Finisce con il botto l’avventura del CUS Parma ai Campionati Nazionali Universitari 2026.
Tra Novara e Vercelli sono ben 3 le medaglie d’oro, contornate da 1 argento e 2 bronzi: 6 podi, che portano il totale complessivo alla cifra record di 19 medaglie. E si può addirittura recriminare per non aver raggiunto quota 20, che sarebbe stata quella dell’apoteosi.
Domenica 31 maggio, ultima giornata di questi CNU organizzati dal CUS Piemonte Orientale, non era cominciata benissimo, con la grossa delusione nei 400hs sulla pista di atletica di Novara ma anche con la sconfitta in semifinale nel karate specialità kumite, ovvero combattimento, categoria -55kg di Cecilia Massari. La sua prima sconfitta in assoluto ai CNU, dopo 4 edizioni concluse sempre con la medaglia d’oro al collo. Una botta al ginocchio sinistro ha certamente influito sulla sua performance, ma Cecilia, studentessa magistrale in Matematica, ha dimostrato classe e ha reagito per arrivare al bronzo, la sua quinta medaglia agli universitari.
Rimanendo al karate, sconfitta con tante recriminazioni, al primo turno per Giorgia Massari, nel kumite -68kg.
Poi la giornata si raddrizza, con un fulmine a ciel coperto: sull’afosissima pista d’atletica ecco nella terza batteria dei 200 metri sbucare, assolutamente inaspettato visto il 14° tempo di presentazione, Davide Pinelli che con l’ottimo tempo di 21”70 migliorava il proprio record stagionale e si metteva al collo la medaglia d’oro. Studente di Scienze Motorie, anche lui studente inserito nel progetto dual career dell’Università di Parma, vive e si allena a Reggio Emilia ed è tornato su ottimi livelli dopo una stagione fermo ai box causa infortunio.
Ecco poi altre due studentesse in dual career salire sul podio, nella stessa gara, quella del lancio del peso. Greta Pistolozzi e Angelica Arcari finivano rispettivamente seconda e terza, con Greta che all’ultimo lancio con il suo personale di 15,28 superava la compagna di team Angelica, che con la misura di 14.42, anche per lei personale, era in quel momento sul secondo gradino del podio.

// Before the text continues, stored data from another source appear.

// ABOUTME: OpenAI Chat Completions adapter implementing the ModelRuntime trait.
// ABOUTME: Maps neutral function calls to tool_calls entries and tool-role result messages.

use async_trait::async_trait;
use serde_json::{json, Value};

use crate::runtime::{
    ChatMessage, ChatPart, ChatRole, FunctionCall, ModelError, ModelReply, ModelRequest,
    ModelRuntime, ReplyPart,
};

const DEFAULT_BASE_URL: &str = "https://api.openai.com";
const DEFAULT_MODEL: &str = "gpt-4o";

/// OpenAI runtime adapter. Calls the Chat Completions API with tool
/// definitions and maps tool_calls back into a ModelReply.
pub struct OpenAiRuntime {
    client: reqwest::Client,
    api_key: String,
    base_url: String,
    model: String,
}

impl OpenAiRuntime {
    /// Create a new OpenAiRuntime reading configuration from environment variables.
    /// Required: `OPENAI_API_KEY`
    /// Optional: `OPENAI_BASE_URL` (defaults to https://api.openai.com)
    /// Optional: `OPENAI_MODEL` (defaults to gpt-4o)
    pub fn from_env(model: Option<&str>) -> Result<Self, ModelError> {
        let api_key = std::env::var("OPENAI_API_KEY")
            .map_err(|_| ModelError::Provider("OPENAI_API_KEY not set".to_string()))?;

        let base_url =
            std::env::var("OPENAI_BASE_URL").unwrap_or_else(|_| DEFAULT_BASE_URL.to_string());

        let model = model
            .map(String::from)
            .or_else(|| std::env::var("OPENAI_MODEL").ok())
            .unwrap_or_else(|| DEFAULT_MODEL.to_string());

        Ok(Self::new(api_key, base_url, model))
    }

    /// Create a new OpenAiRuntime with explicit configuration.
    pub fn new(api_key: String, base_url: String, model: String) -> Self {
        Self {
            client: reqwest::Client::new(),
            api_key,
            base_url,
            model,
        }
    }

    /// Build the JSON request body for the Chat Completions API.
    pub fn build_request_body(&self, request: &ModelRequest) -> Value {
        let mut messages = vec![json!({ "role": "system", "content": request.system })];
        for message in &request.messages {
            build_messages(message, &mut messages);
        }

        let tools: Vec<Value> = request
            .tools
            .iter()
            .map(|tool| {
                json!({
                    "type": "function",
                    "function": {
                        "name": tool.get("name").cloned().unwrap_or(Value::Null),
                        "description": tool.get("description").cloned().unwrap_or(Value::Null),
                        "parameters": tool.get("parameters").cloned().unwrap_or(json!({"type": "object"}))
                    }
                })
            })
            .collect();

        let mut body = json!({
            "model": self.model,
            "messages": messages
        });
        if !tools.is_empty() {
            body["tools"] = Value::Array(tools);
        }
        body
    }

    /// Parse a Chat Completions response into a ModelReply.
    pub fn parse_response(response_body: &Value) -> Result<ModelReply, ModelError> {
        let message = response_body
            .get("choices")
            .and_then(|c| c.as_array())
            .and_then(|c| c.first())
            .and_then(|c| c.get("message"))
            .ok_or_else(|| {
                ModelError::InvalidReply("missing choices[0].message in response".to_string())
            })?;

        let mut reply = ModelReply::default();

        if let Some(text) = message.get("content").and_then(|c| c.as_str())
            && !text.is_empty()
        {
            reply.parts.push(ReplyPart::Text(text.to_string()));
        }

        if let Some(tool_calls) = message.get("tool_calls").and_then(|t| t.as_array()) {
            for call in tool_calls {
                let function = call.get("function").ok_or_else(|| {
                    ModelError::InvalidReply("tool call missing function".to_string())
                })?;
                let name = function
                    .get("name")
                    .and_then(|n| n.as_str())
                    .ok_or_else(|| {
                        ModelError::InvalidReply("tool call missing name".to_string())
                    })?;
                let args_text = function
                    .get("arguments")
                    .and_then(|a| a.as_str())
                    .unwrap_or("{}");
                let args: Value = serde_json::from_str(args_text).map_err(|e| {
                    ModelError::InvalidReply(format!("unparseable tool arguments: {}", e))
                })?;
                let call_id = call.get("id").and_then(|i| i.as_str()).map(String::from);

                reply.parts.push(ReplyPart::Call(FunctionCall {
                    call_id,
                    name: name.to_string(),
                    args,
                }));
            }
        }

        if reply.parts.is_empty() {
            return Err(ModelError::InvalidReply(
                "no actionable content in response".to_string(),
            ));
        }

        Ok(reply)
    }
}

/// Convert one neutral chat message into Chat Completions messages.
/// A model turn with function calls becomes a single assistant message with
/// tool_calls; each function response becomes its own tool-role message.
fn build_messages(message: &ChatMessage, out: &mut Vec<Value>) {
    match message.role {
        ChatRole::Model => {
            let mut text = String::new();
            let mut tool_calls = Vec::new();
            for part in &message.parts {
                match part {
                    ChatPart::Text(t) => text.push_str(t),
                    ChatPart::FunctionCall { call_id, name, args } => {
                        tool_calls.push(json!({
                            "id": call_id.clone().unwrap_or_default(),
                            "type": "function",
                            "function": {
                                "name": name,
                                "arguments": args.to_string()
                            }
                        }));
                    }
                    ChatPart::FunctionResponse { .. } => {}
                }
            }

            let mut entry = json!({ "role": "assistant" });
            entry["content"] = if text.is_empty() {
                Value::Null
            } else {
                Value::String(text)
            };
            if !tool_calls.is_empty() {
                entry["tool_calls"] = Value::Array(tool_calls);
            }
            out.push(entry);
        }
        ChatRole::User => {
            for part in &message.parts {
                match part {
                    ChatPart::Text(t) => {
                        out.push(json!({ "role": "user", "content": t }));
                    }
                    ChatPart::FunctionResponse { call_id, response, .. } => {
                        out.push(json!({
                            "role": "tool",
                            "tool_call_id": call_id.clone().unwrap_or_default(),
                            "content": response.to_string()
                        }));
                    }
                    ChatPart::FunctionCall { .. } => {}
                }
            }
        }
    }
}

#[async_trait]
impl ModelRuntime for OpenAiRuntime {
    async fn generate(&self, request: &ModelRequest) -> Result<ModelReply, ModelError> {
        if request.native_search {
            return Err(ModelError::Provider(
                "google_search tool requires the gemini provider".to_string(),
            ));
        }

        let body = self.build_request_body(request);
        let url = format!("{}/v1/chat/completions", self.base_url);

        let response = self
            .client
            .post(&url)
            .header("authorization", format!("Bearer {}", self.api_key))
            .header("content-type", "application/json")
            .json(&body)
            .send()
            .await
            .map_err(|e| ModelError::Provider(format!("HTTP request failed: {}", e)))?;

        let status = response.status();

        if status == reqwest::StatusCode::TOO_MANY_REQUESTS {
            return Err(ModelError::RateLimited);
        }

        if status == reqwest::StatusCode::UNAUTHORIZED {
            return Err(ModelError::Provider(
                "unauthorized: check OPENAI_API_KEY".to_string(),
            ));
        }

        if status.is_server_error() {
            return Err(ModelError::Provider(format!("server error: {}", status)));
        }

        if !status.is_success() {
            let error_body = response.text().await.unwrap_or_default();
            return Err(ModelError::Provider(format!(
                "API error {}: {}",
                status, error_body
            )));
        }

        let response_body: Value = response
            .json()
            .await
            .map_err(|e| ModelError::InvalidReply(format!("failed to parse JSON: {}", e)))?;

        Self::parse_response(&response_body)
    }

    fn provider_name(&self) -> &str {
        "openai"
    }

    fn model_name(&self) -> &str {
        &self.model
    }
}
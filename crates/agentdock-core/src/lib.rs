// ABOUTME: Core library for agentdock, containing agent definitions, discovery, and run events.
// ABOUTME: This crate defines the shared data model used across all agentdock components.

pub mod agent;
pub mod discovery;
pub mod event;
pub mod manifest;
pub mod session;
pub mod transcript;

pub use agent::{AgentDef, AgentGraph, GraphError};
pub use discovery::{discover_apps, load_app, AgentApp, DiscoveryError};
pub use event::{RunEvent, RunEventPayload};
pub use manifest::{AppManifest, ManifestError};
pub use session::SessionState;
pub use transcript::TranscriptMessage;

/// File name of the initialization unit inside an app directory.
pub const MANIFEST_FILE: &str = "agentdock.toml";

/// File name of the agent-definition unit inside an app directory.
pub const AGENTS_FILE: &str = "agents.yaml";
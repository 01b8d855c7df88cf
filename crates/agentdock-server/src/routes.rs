// ABOUTME: Route definitions for the agentdock HTTP server.
// ABOUTME: Assembles API, SSE, and web UI routes into a single Axum Router with shared state.

use axum::routing::{get, post};
use axum::Router;
use tower_http::trace::TraceLayer;

use crate::api;
use crate::app_state::SharedState;
use crate::auth::AuthLayer;
use crate::web;

/// Build the complete Axum router with all routes and shared state.
/// When an auth token is configured, /api/* routes require it.
pub fn create_router(state: SharedState) -> Router {
    let mut router = Router::new()
        .route("/health", get(health))
        .route("/", get(web::index))
        .route("/web/apps/{app}", get(web::app_page))
        .route("/web/apps/{app}/sessions", post(web::create_session))
        .route("/web/apps/{app}/sessions/{id}", get(web::session_page))
        .route(
            "/web/apps/{app}/sessions/{id}/transcript",
            get(web::transcript_partial),
        )
        .route("/api/apps", get(api::apps::list_apps))
        .route("/api/apps/{app}", get(api::apps::get_app))
        .route(
            "/api/apps/{app}/sessions",
            get(api::sessions::list_sessions).post(api::sessions::create_session),
        )
        .route(
            "/api/apps/{app}/sessions/{id}",
            get(api::sessions::get_session),
        )
        .route(
            "/api/apps/{app}/sessions/{id}/messages",
            post(api::sessions::post_message),
        )
        .route(
            "/api/apps/{app}/sessions/{id}/events/stream",
            get(api::stream::event_stream),
        );

    if let Some(token) = state.config.auth_token.clone() {
        router = router.layer(AuthLayer::new(token));
    }

    router.layer(TraceLayer::new_for_http()).with_state(state)
}

/// Health check handler. Returns 200 OK with a simple JSON body.
async fn health() -> axum::Json<serde_json::Value> {
    axum::Json(serde_json::json!({ "status": "ok" }))
}
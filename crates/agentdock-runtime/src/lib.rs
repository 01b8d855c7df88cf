// ABOUTME: Runtime crate for agentdock: model providers, tool execution, and the agent run loop.
// ABOUTME: Turns declarative AgentApp definitions into live sessions that stream RunEvents.

pub mod providers;
pub mod runner;
pub mod runtime;
pub mod service;
pub mod testing;
pub mod tools;

pub use providers::create_runtime;
pub use runner::{RunError, Runner, DEFAULT_MAX_ITERATIONS};
pub use runtime::{
    ChatMessage, ChatPart, ChatRole, FunctionCall, ModelError, ModelReply, ModelRequest,
    ModelRuntime, ReplyPart,
};
pub use service::{SessionHandle, SessionService};
pub use tools::{builtin_registry, ToolError, ToolHandler, ToolRegistry};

Ma non era finita, perché nell’atletica, dopo anche il quinto posto di Arcari nel martello, il 6° e il 7° posto di Orsatti e Pirisi nel lungo e il 6° posto nella staffetta 4×400 metri maschile con Bergamaschi, Dallatana, Cortesi e Pinelli, ecco la medaglia d’oro annunciata e vinta con una superiorità nettissima della staffetta 4×400 metri femminile. Francesca Grisenti, Sara Cantergiani, Habiba Faissal e Agata D’Angelo con l’ottimo tempo di 3’40” rifilavano quasi 7” a CUS Torino e conquistavano l’ottava medaglia del metallo più prezioso per il CUS Parma.
Ma non era finita: da Alessandria, sul tatami del taekwondo, ecco il nono oro, conquistato con una gara spettacolare da Elia Torre, che nel combattimento categoria -58 kg vinceva 4 gare su 4, con una progressione inarrestabile. Ora per lui, studente di Scienze Motorie al secondo anno, anche l’avventura per gli europei universitari.
9 ori, 4 argenti e 6 bronzi quindi: si concludono qui i CNU 2026, partiti con tanti dubbi sull’organizzazione essendo il CUS organizzatore di piccole dimensioni e di non storica tradizione nei risultati, che si è però dimostrata all’altezza di questa manifestazione, che mantiene un fascino unico.
Prossima avventura, nel 2027, a Lignano Sabbiadoro, con organizzazione CUS Udine e CUS Trieste!